Saved data entries:
⟨

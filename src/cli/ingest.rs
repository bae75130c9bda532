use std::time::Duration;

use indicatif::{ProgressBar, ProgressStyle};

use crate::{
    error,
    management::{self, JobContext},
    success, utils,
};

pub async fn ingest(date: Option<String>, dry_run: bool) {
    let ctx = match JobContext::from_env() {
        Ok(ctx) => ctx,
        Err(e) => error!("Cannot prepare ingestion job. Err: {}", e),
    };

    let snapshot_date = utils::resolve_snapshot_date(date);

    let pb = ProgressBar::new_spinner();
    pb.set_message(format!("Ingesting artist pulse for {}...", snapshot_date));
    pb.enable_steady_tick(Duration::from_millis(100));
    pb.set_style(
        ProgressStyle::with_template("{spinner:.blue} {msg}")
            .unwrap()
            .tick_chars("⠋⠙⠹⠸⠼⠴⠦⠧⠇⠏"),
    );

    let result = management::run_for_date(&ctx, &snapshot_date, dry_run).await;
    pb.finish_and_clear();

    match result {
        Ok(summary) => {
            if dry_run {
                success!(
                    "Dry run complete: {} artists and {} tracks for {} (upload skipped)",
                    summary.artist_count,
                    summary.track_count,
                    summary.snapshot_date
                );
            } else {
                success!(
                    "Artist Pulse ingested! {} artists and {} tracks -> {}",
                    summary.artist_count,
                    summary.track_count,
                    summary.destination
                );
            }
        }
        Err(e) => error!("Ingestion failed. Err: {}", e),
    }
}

⟩

# Task details:
Check each line above for the word "ProgressBar" and copy every line that has it.

# Exercise response:
use indicatif::{ProgressBar, ProgressStyle};
    let pb = ProgressBar::new_spinner();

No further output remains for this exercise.